Your goal:
Look through the data below, and copy each line that carries the word "collect".

----------------

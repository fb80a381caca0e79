use async_trait::async_trait;
use log::{debug, info};
use std::sync::Arc;

use super::properties_filter::apply_filter;
use super::properties_model::{
    EquityTerms, NewProperty, Property, PropertyFilter, PropertyStatus, PropertyUpdate,
};
use super::properties_traits::{PropertyRepositoryTrait, PropertyServiceTrait};
use crate::directory::DirectoryRepositoryTrait;
use crate::errors::{Error, Result};

/// Service for managing property listings
pub struct PropertyService {
    repository: Arc<dyn PropertyRepositoryTrait>,
    directory: Arc<dyn DirectoryRepositoryTrait>,
}

impl PropertyService {
    pub fn new(
        repository: Arc<dyn PropertyRepositoryTrait>,
        directory: Arc<dyn DirectoryRepositoryTrait>,
    ) -> Self {
        Self {
            repository,
            directory,
        }
    }

    /// Referenced builder and agent must exist.
    fn check_references(&self, builder_id: Option<&str>, agent_id: Option<&str>) -> Result<()> {
        if let Some(id) = builder_id {
            self.directory
                .get_builder(id)
                .map_err(|e| not_found_as(e, format!("Builder {}", id)))?;
        }
        if let Some(id) = agent_id {
            self.directory
                .get_agent(id)
                .map_err(|e| not_found_as(e, format!("Agent {}", id)))?;
        }
        Ok(())
    }
}

fn not_found_as(err: Error, what: String) -> Error {
    if err.is_not_found() {
        Error::NotFound(what)
    } else {
        err
    }
}

/// A fully subscribed listing is sold out no matter what status was sent.
fn normalized_status(status: PropertyStatus, equity: Option<&EquityTerms>) -> PropertyStatus {
    match (status, equity) {
        (PropertyStatus::Available, Some(terms)) if terms.available_shares == 0 => {
            PropertyStatus::SoldOut
        }
        _ => status,
    }
}

#[async_trait]
impl PropertyServiceTrait for PropertyService {
    fn get_property(&self, property_id: &str) -> Result<Property> {
        self.repository
            .get_by_id(property_id)
            .map_err(|e| not_found_as(e, format!("Property {}", property_id)))
    }

    fn list_properties(&self, filter: &PropertyFilter) -> Result<Vec<Property>> {
        let properties = self.repository.list()?;
        let total = properties.len();
        let listed = apply_filter(properties, filter);
        debug!("Property filter kept {} of {} listings", listed.len(), total);
        Ok(listed)
    }

    async fn create_property(&self, mut new_property: NewProperty) -> Result<Property> {
        new_property.validate()?;
        self.check_references(
            new_property.builder_id.as_deref(),
            new_property.agent_id.as_deref(),
        )?;
        new_property.title = new_property.title.trim().to_string();
        new_property.city = new_property.city.trim().to_string();
        new_property.status = normalized_status(new_property.status, new_property.equity.as_ref());

        let created = self.repository.create(new_property).await?;
        info!("Listed property {} ({})", created.id, created.kind);
        Ok(created)
    }

    async fn update_property(&self, mut property_update: PropertyUpdate) -> Result<Property> {
        property_update.validate()?;
        // Existence check first so a missing id reports as not found.
        self.get_property(&property_update.id)?;
        self.check_references(
            property_update.builder_id.as_deref(),
            property_update.agent_id.as_deref(),
        )?;
        property_update.status =
            normalized_status(property_update.status, property_update.equity.as_ref());
        self.repository.update(property_update).await
    }

    async fn delete_property(&self, property_id: &str) -> Result<()> {
        let deleted = self.repository.delete(property_id).await?;
        if deleted == 0 {
            return Err(Error::NotFound(format!("Property {}", property_id)));
        }
        info!("Deleted property {}", property_id);
        Ok(())
    }
}
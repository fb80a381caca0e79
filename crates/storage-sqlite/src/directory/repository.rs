use async_trait::async_trait;
use chrono::Utc;
use diesel::prelude::*;
use diesel::SqliteConnection;
use std::sync::Arc;
use uuid::Uuid;

use propvest_core::directory::{Agent, Builder, DirectoryRepositoryTrait, NewAgent, NewBuilder};
use propvest_core::Result;

use super::model::{AgentDB, BuilderDB};
use crate::db::{get_connection, DbPool, WriteHandle};
use crate::errors::IntoCore;
use crate::schema::{agents, builders};

pub struct DirectoryRepository {
    pool: Arc<DbPool>,
    writer: WriteHandle,
}

impl DirectoryRepository {
    pub fn new(pool: Arc<DbPool>, writer: WriteHandle) -> Self {
        DirectoryRepository { pool, writer }
    }
}

fn new_id(requested: Option<String>) -> String {
    requested
        .filter(|v| !v.trim().is_empty())
        .unwrap_or_else(|| Uuid::new_v4().to_string())
}

#[async_trait]
impl DirectoryRepositoryTrait for DirectoryRepository {
    fn list_builders(&self) -> Result<Vec<Builder>> {
        let mut conn = get_connection(&self.pool)?;
        let rows = builders::table
            .select(BuilderDB::as_select())
            .order(builders::name.asc())
            .load::<BuilderDB>(&mut conn)
            .into_core()?;
        Ok(rows.into_iter().map(Builder::from).collect())
    }

    fn get_builder(&self, builder_id: &str) -> Result<Builder> {
        let mut conn = get_connection(&self.pool)?;
        let row = builders::table
            .find(builder_id)
            .select(BuilderDB::as_select())
            .first::<BuilderDB>(&mut conn)
            .into_core()?;
        Ok(Builder::from(row))
    }

    async fn create_builder(&self, new_builder: NewBuilder) -> Result<Builder> {
        self.writer
            .exec(move |conn: &mut SqliteConnection| -> Result<Builder> {
                let id = new_id(new_builder.id.clone());
                let row = BuilderDB::from_new(id, new_builder, Utc::now().naive_utc());
                let inserted = diesel::insert_into(builders::table)
                    .values(&row)
                    .returning(BuilderDB::as_returning())
                    .get_result(conn)
                    .into_core()?;
                Ok(Builder::from(inserted))
            })
            .await
    }

    fn list_agents(&self) -> Result<Vec<Agent>> {
        let mut conn = get_connection(&self.pool)?;
        let rows = agents::table
            .select(AgentDB::as_select())
            .order(agents::name.asc())
            .load::<AgentDB>(&mut conn)
            .into_core()?;
        Ok(rows.into_iter().map(Agent::from).collect())
    }

    fn get_agent(&self, agent_id: &str) -> Result<Agent> {
        let mut conn = get_connection(&self.pool)?;
        let row = agents::table
            .find(agent_id)
            .select(AgentDB::as_select())
            .first::<AgentDB>(&mut conn)
            .into_core()?;
        Ok(Agent::from(row))
    }

    async fn create_agent(&self, new_agent: NewAgent) -> Result<Agent> {
        self.writer
            .exec(move |conn: &mut SqliteConnection| -> Result<Agent> {
                let id = new_id(new_agent.id.clone());
                let row = AgentDB::from_new(id, new_agent, Utc::now().naive_utc());
                let inserted = diesel::insert_into(agents::table)
                    .values(&row)
                    .returning(AgentDB::as_returning())
                    .get_result(conn)
                    .into_core()?;
                Ok(Agent::from(inserted))
            })
            .await
    }
}
use propvest_server::{api::app_router, build_state, config::Config, init_tracing};

#[tokio::main]
async fn main() -> anyhow::Result<()> {
    let config = Config::from_env()?;
    init_tracing();
    let state = build_state(&config).await?;

    let router = app_router(state, &config)?;
    tracing::info!("Listening on {}", config.listen_addr);
    let listener = tokio::net::TcpListener::bind(config.listen_addr).await?;
    axum::serve(listener, router).await?;
    Ok(())
}
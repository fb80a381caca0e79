//! Projection domain models.

use rust_decimal::{Decimal, RoundingStrategy};
use serde::{Deserialize, Serialize};

use crate::errors::CalculatorError;

/// The five explicit inputs of a return projection.
#[derive(Debug, Clone, Copy, Serialize, Deserialize, PartialEq)]
#[serde(rename_all = "camelCase")]
pub struct ProjectionInput {
    pub investment: Decimal,
    pub shares: u64,
    pub total_shares: u64,
    pub monthly_rental_total: Decimal,
    pub appreciation_rate_percent: Decimal,
}

impl ProjectionInput {
    pub fn project(&self) -> Result<ProjectionResult, CalculatorError> {
        super::project(
            self.investment,
            self.shares,
            self.total_shares,
            self.monthly_rental_total,
            self.appreciation_rate_percent,
        )
    }
}

/// Forecast for a single horizon.
#[derive(Debug, Clone, Serialize, Deserialize, PartialEq)]
#[serde(rename_all = "camelCase")]
pub struct HorizonProjection {
    pub years: u32,
    pub projected_value: Decimal,
    pub total_return: Decimal,
    /// Total return as a percentage of the original investment.
    pub roi: Decimal,
}

/// Result of projecting a share position forward.
#[derive(Debug, Clone, Serialize, Deserialize, PartialEq)]
#[serde(rename_all = "camelCase")]
pub struct ProjectionResult {
    pub ownership_percentage: Decimal,
    pub monthly_rental: Decimal,
    pub annual_rental: Decimal,
    pub horizons: Vec<HorizonProjection>,
}

impl ProjectionResult {
    pub fn horizon(&self, years: u32) -> Option<&HorizonProjection> {
        self.horizons.iter().find(|h| h.years == years)
    }

    /// Copy of the result rounded to `dp` decimal places for display.
    ///
    /// Rounding happens on the finished figures only; the exact values stay
    /// available on `self`.
    pub fn rounded(&self, dp: u32) -> Self {
        let round = |d: Decimal| d.round_dp_with_strategy(dp, RoundingStrategy::MidpointAwayFromZero);
        Self {
            ownership_percentage: round(self.ownership_percentage),
            monthly_rental: round(self.monthly_rental),
            annual_rental: round(self.annual_rental),
            horizons: self
                .horizons
                .iter()
                .map(|h| HorizonProjection {
                    years: h.years,
                    projected_value: round(h.projected_value),
                    total_return: round(h.total_return),
                    roi: round(h.roi),
                })
                .collect(),
        }
    }
}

----------------

Response to the task:
        Ok(rows.into_iter().map(Builder::from).collect())
        Ok(rows.into_iter().map(Agent::from).collect())
                .collect(),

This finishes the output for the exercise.